I know the problem is that I'm getting the service's variables on init, but I'm not updating the service's variables from the scope after I change routes. Any ideas on how I could do this? (or if there are other best practices)
You could in fact change the service properties directly ... :
meetupService.checked_categories.push({ something: 'something'});
... but it's better to encapsulate the state properties of a service so you can do something like the following from your controller:
meetupService.addCategory('theCheckedCategory');
Do mind that services are singletons in Angular; there will be only one meetupService in your Angular application. This means that once the user has modified the checked_categories array somehow they will have that some array until they refresh/reload your website.
Also note that passing state information via url arguments is in most cases not necessary when building a single page app (which Angular is).
It sounds like your trying to build a wizard and if I'm guessing right you don't need anything of the above. Wizards are actually quite easy to make in Angular because all the state information is kept, ... well as long as you want it to.

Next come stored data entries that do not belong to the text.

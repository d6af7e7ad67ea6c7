//! [`Query`] collection related to the multiple [`Testimonial`]s.

use common::operations::{By, Select};
use tracerr::Traced;

use crate::{
    domain::Testimonial,
    infra::{database, Database},
    read, Query, Service,
};

use super::DatabaseQuery;

/// Queries [`Testimonial`]s selected by a [`read::testimonial::Newest`].
pub type List = DatabaseQuery<By<Vec<Testimonial>, read::testimonial::Newest>>;

/// [`Query`] of the few newest [`Testimonial`]s to be featured.
#[derive(Clone, Copy, Debug, Default)]
pub struct Latest;

impl Latest {
    /// Number of the featured [`Testimonial`]s.
    pub const COUNT: u32 = 3;
}

impl<Db> Query<Latest> for Service<Db>
where
    Db: Database<
        Select<By<Vec<Testimonial>, read::testimonial::Newest>>,
        Ok = Vec<Testimonial>,
        Err = Traced<database::Error>,
    >,
{
    type Ok = Vec<Testimonial>;
    type Err = Traced<database::Error>;

    async fn execute(&self, _: Latest) -> Result<Self::Ok, Self::Err> {
        self.database()
            .execute(Select(By::<Vec<Testimonial>, _>::new(
                read::testimonial::Newest {
                    limit: Some(Latest::COUNT),
                },
            )))
            .await
            .map_err(tracerr::wrap!())
    }
}

#[cfg(test)]
mod spec {
    use common::DateTime;

    use crate::{
        domain::{testimonial, user, Testimonial},
        infra::database::mock::{fixture, Mock},
        read, Query as _,
    };

    use super::{Latest, List};

    fn write(db: &Mock, author: user::Id, age_mins: i64) -> Testimonial {
        let at = DateTime::from_unix_timestamp(
            DateTime::now().unix_timestamp() - age_mins * 60,
        )
        .unwrap();
        let mut t = fixture::testimonial(db, author);
        t.created_at = at.coerce();
        t.updated_at = at.coerce();
        drop(db.state().testimonials.insert(t.id, t.clone()));
        t
    }

    #[tokio::test]
    async fn features_three_newest() {
        let svc = fixture::service();
        let db = svc.database().clone();
        let author = fixture::user(&db, "author", user::Role::User, None);
        let ids = (0..5)
            .map(|age| write(&db, author.id, age).id)
            .collect::<Vec<_>>();

        let latest = svc.execute(Latest).await.unwrap();

        let latest = latest.iter().map(|t| t.id).collect::<Vec<_>>();
        assert_eq!(latest, ids[..3]);
    }

    #[tokio::test]
    async fn lists_all_newest_first() {
        let svc = fixture::service();
        let db = svc.database().clone();
        let author = fixture::user(&db, "author", user::Role::User, None);
        let older = write(&db, author.id, 10);
        let newer = write(&db, author.id, 1);

        let all = svc
            .execute(List::by(read::testimonial::Newest::default()))
            .await
            .unwrap();

        let all = all.iter().map(|t| t.id).collect::<Vec<testimonial::Id>>();
        assert_eq!(all, [newer.id, older.id]);
    }
}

See this plunker for a simple wizard example.
Edit:
Oh, and if you really need to pass arguments to the route, you can do that with the builtin $location service.
// change the path
$location.path('/newValue')
// change the query string / url arguments
$location.search({myArg: 'value', myOtherArg: 'anotherValue'});

How to handle routeProvider, with GET api call that can be bookmarked?

Here is my route provider:
.config(['$routeProvider', function($routeProvider) {
$routeProvider.
when('/', {templateUrl: '/partials/search.html'}).

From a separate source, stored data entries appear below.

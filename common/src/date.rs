//! Calendar [`Date`]s and inclusive [`DateRange`]s of them.

#[cfg(feature = "postgres")]
use std::error::Error as StdError;
use std::{fmt, str::FromStr};

#[cfg(feature = "postgres")]
use postgres_types::{
    accepts, private::BytesMut, to_sql_checked, FromSql, IsNull, ToSql, Type,
};
use time::macros::format_description;

/// Calendar date without a time zone.
#[derive(Clone, Copy, Debug, Eq, Hash, Ord, PartialEq, PartialOrd)]
pub struct Date(time::Date);

impl Date {
    /// Returns the current [`Date`] in UTC.
    #[must_use]
    pub fn today() -> Self {
        Self(time::OffsetDateTime::now_utc().date())
    }

    /// Creates a new [`Date`] from the provided calendar components.
    ///
    /// [`None`] is returned if the components don't form a valid date.
    #[must_use]
    pub fn from_calendar(year: i32, month: u8, day: u8) -> Option<Self> {
        let month = time::Month::try_from(month).ok()?;
        time::Date::from_calendar_date(year, month, day).ok().map(Self)
    }

    /// Returns this [`Date`] shifted by the provided number of days.
    ///
    /// [`None`] is returned on overflow.
    #[must_use]
    pub fn checked_add_days(self, days: i64) -> Option<Self> {
        self.0.checked_add(time::Duration::days(days)).map(Self)
    }

    /// Returns the first day of this [`Date`]'s month.
    #[must_use]
    pub fn start_of_month(self) -> Self {
        Self(self.0.replace_day(1).unwrap_or(self.0))
    }
}

impl fmt::Display for Date {
    fn fmt(&self, f: &mut fmt::Formatter<'_>) -> fmt::Result {
        let s = self
            .0
            .format(format_description!("[year]-[month]-[day]"))
            .map_err(|_| fmt::Error)?;
        f.write_str(&s)
    }
}

impl FromStr for Date {
    type Err = &'static str;

    fn from_str(s: &str) -> Result<Self, Self::Err> {
        let format = format_description!("[year]-[month]-[day]");
        time::Date::parse(s.trim(), format)
            .map(Self)
            .map_err(|_| "invalid `Date`, expected `YYYY-MM-DD`")
    }
}

impl From<time::Date> for Date {
    fn from(d: time::Date) -> Self {
        Self(d)
    }
}

impl From<Date> for time::Date {
    fn from(d: Date) -> Self {
        d.0
    }
}

#[cfg(feature = "postgres")]
impl FromSql<'_> for Date {
    accepts!(DATE);

    fn from_sql(
        ty: &Type,
        raw: &[u8],
    ) -> Result<Self, Box<dyn StdError + Sync + Send>> {
        time::Date::from_sql(ty, raw).map(Self)
    }
}

#[cfg(feature = "postgres")]
impl ToSql for Date {
    accepts!(DATE);
    to_sql_checked!();

    fn to_sql(
        &self,
        ty: &Type,
        w: &mut BytesMut,
    ) -> Result<IsNull, Box<dyn StdError + Sync + Send>> {
        self.0.to_sql(ty, w)
    }
}

/// Inclusive range of [`Date`]s, whose end is strictly after its start.
#[derive(Clone, Copy, Debug, Eq, Hash, PartialEq)]
pub struct DateRange {
    /// First [`Date`] of this [`DateRange`].
    start: Date,

    /// Last [`Date`] of this [`DateRange`].
    end: Date,
}

impl DateRange {
    /// Creates a new [`DateRange`] out of the provided bounds.
    ///
    /// [`None`] is returned if `end` is not strictly after `start`.
    #[must_use]
    pub fn new(start: Date, end: Date) -> Option<Self> {
        (end > start).then_some(Self { start, end })
    }

    /// Returns the first [`Date`] of this [`DateRange`].
    #[must_use]
    pub const fn start(&self) -> Date {
        self.start
    }

    /// Returns the last [`Date`] of this [`DateRange`].
    #[must_use]
    pub const fn end(&self) -> Date {
        self.end
    }

    /// Returns the number of days between the bounds of this [`DateRange`].
    ///
    /// Always positive.
    #[must_use]
    pub fn days(&self) -> i64 {
        (self.end.0 - self.start.0).whole_days()
    }

    /// Indicates whether this [`DateRange`] shares at least one [`Date`] with
    /// the `other` one.
    ///
    /// Touching bounds overlap.
    #[must_use]
    pub fn overlaps(&self, other: &Self) -> bool {
        self.start <= other.end && self.end >= other.start
    }
}

impl fmt::Display for DateRange {
    fn fmt(&self, f: &mut fmt::Formatter<'_>) -> fmt::Result {
        write!(f, "[{}, {}]", self.start, self.end)
    }
}

#[cfg(feature = "serde")]
mod serde {
    //! Module providing integration with [`serde`] crate.

    use std::str::FromStr as _;

    use serde::{de, Deserialize, Deserializer, Serialize, Serializer};

    use super::Date;

    impl Serialize for Date {
        fn serialize<S: Serializer>(&self, ser: S) -> Result<S::Ok, S::Error> {
            ser.collect_str(self)
        }
    }

    impl<'de> Deserialize<'de> for Date {
        fn deserialize<D: Deserializer<'de>>(de: D) -> Result<Self, D::Error> {
            let s = String::deserialize(de)?;
            Self::from_str(&s).map_err(de::Error::custom)
        }
    }
}

#[cfg(feature = "juniper")]
mod juniper {
    //! Module providing integration with [`juniper`] crate.

    use std::str::FromStr as _;

    use juniper::{graphql_scalar, InputValue, ScalarValue, Value};

    /// Calendar date in `YYYY-MM-DD` format.
    #[graphql_scalar(with = Self, parse_token(String))]
    type Date = super::Date;

    impl Date {
        fn to_output<S: ScalarValue>(d: &Date) -> Value<S> {
            Value::scalar(d.to_string())
        }

        fn from_input<S: ScalarValue>(
            input: &InputValue<S>,
        ) -> Result<Self, String> {
            input
                .as_string_value()
                .ok_or_else(|| {
                    format!(
                        "Cannot parse `Date` input scalar from \
                         non-string value: {input}",
                    )
                })
                .and_then(|s| {
                    Self::from_str(s).map_err(|e| {
                        format!("Cannot parse `Date` input scalar: {e}")
                    })
                })
        }
    }
}

#[cfg(test)]
mod spec {
    use std::str::FromStr as _;

    use super::{Date, DateRange};

    fn date(s: &str) -> Date {
        Date::from_str(s).unwrap()
    }

    fn range(start: &str, end: &str) -> DateRange {
        DateRange::new(date(start), date(end)).unwrap()
    }

    #[test]
    fn parses_and_formats() {
        assert_eq!(
            date("2025-07-01"),
            Date::from_calendar(2025, 7, 1).unwrap(),
        );
        assert_eq!(date("2025-07-01").to_string(), "2025-07-01");
        assert_eq!(date(" 2025-12-31 ").to_string(), "2025-12-31");

        assert!(Date::from_str("2025-13-01").is_err());
        assert!(Date::from_str("2025-02-30").is_err());
        assert!(Date::from_str("01.07.2025").is_err());
        assert!(Date::from_str("").is_err());
    }

    #[test]
    fn range_requires_end_after_start() {
        let new = |start, end| DateRange::new(date(start), date(end));

        assert!(new("2025-06-01", "2025-06-03").is_some());
        assert!(new("2025-06-03", "2025-06-03").is_none());
        assert!(new("2025-06-03", "2025-06-01").is_none());
    }

    #[test]
    fn counts_days() {
        assert_eq!(range("2025-06-01", "2025-06-03").days(), 2);
        assert_eq!(range("2025-07-01", "2025-07-03").days(), 2);
        assert_eq!(range("2025-02-28", "2025-03-01").days(), 1);
        assert_eq!(range("2024-02-28", "2024-03-01").days(), 2);
        assert_eq!(range("2024-12-31", "2025-01-31").days(), 31);
    }

    #[test]
    fn overlapping() {
        let booked = range("2025-07-01", "2025-07-03");

        for (start, end) in [
            ("2025-07-01", "2025-07-03"),
            ("2025-07-02", "2025-07-04"),
            ("2025-06-28", "2025-07-01"),
            ("2025-07-03", "2025-07-05"),
            ("2025-06-01", "2025-08-01"),
        ] {
            let other = range(start, end);
            assert!(booked.overlaps(&other), "{booked} vs {other}");
            assert!(other.overlaps(&booked), "{other} vs {booked}");
        }

        for (start, end) in [
            ("2025-06-01", "2025-06-30"),
            ("2025-07-04", "2025-07-10"),
        ] {
            let other = range(start, end);
            assert!(!booked.overlaps(&other), "{booked} vs {other}");
            assert!(!other.overlaps(&booked), "{other} vs {booked}");
        }
    }

    #[test]
    fn month_start() {
        assert_eq!(date("2025-07-19").start_of_month(), date("2025-07-01"));
        assert_eq!(date("2025-07-01").start_of_month(), date("2025-07-01"));
    }
}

when('/about', {templateUrl: '/partials/about.html'}).
when('/services', {templateUrl: '/partials/services.html'})
//otherwise({redirectTo: '/'});
;
}])
I'm running searches on /partials/search.html. I want that the searches can be bookmarked. So I added this to the code where I receive the ajax response of my search:
$location.path(myGetQuery);
But, well, this triggers the routeProvider and it doesn't load any fragment and the view is left empty. With otherwise... redirect it will show the blank search fragment / url and my search query is gone.
I also tried something like this...
$routeProvider.
when('/', {templateUrl: '/partials/search.html'}).
when('/:pars', {templateUrl: '/partials/search.html'}).
when('/about', {templateUrl: '/partials/about.html'}).
when('/services', {templateUrl: '/partials/services.html'});
And well, thanks to /:pars, $location.path(myGetQuery); makes the page load with the correct url (with the query), but the fragment is still reloaded, and since I'm executing this after I get the response of the search, my result is gone.
What is the correct way to handle this?
You can use $location.search to change querystring values of the url. See the documentation here.
Basically, after your search is complete you do something like this, which will update the url to: ...?q=foobar.
$location.search({ q: 'foobar' });
In your case you might want to take the object you pass into your ajax query and pass that into search.
When you enter your route, you can use $location.search() to extract existing values (in case they have a url bookmarked) and then perform the search based on those.
Update
As per comment, you also need to update your route to include reloadOnSearch: false.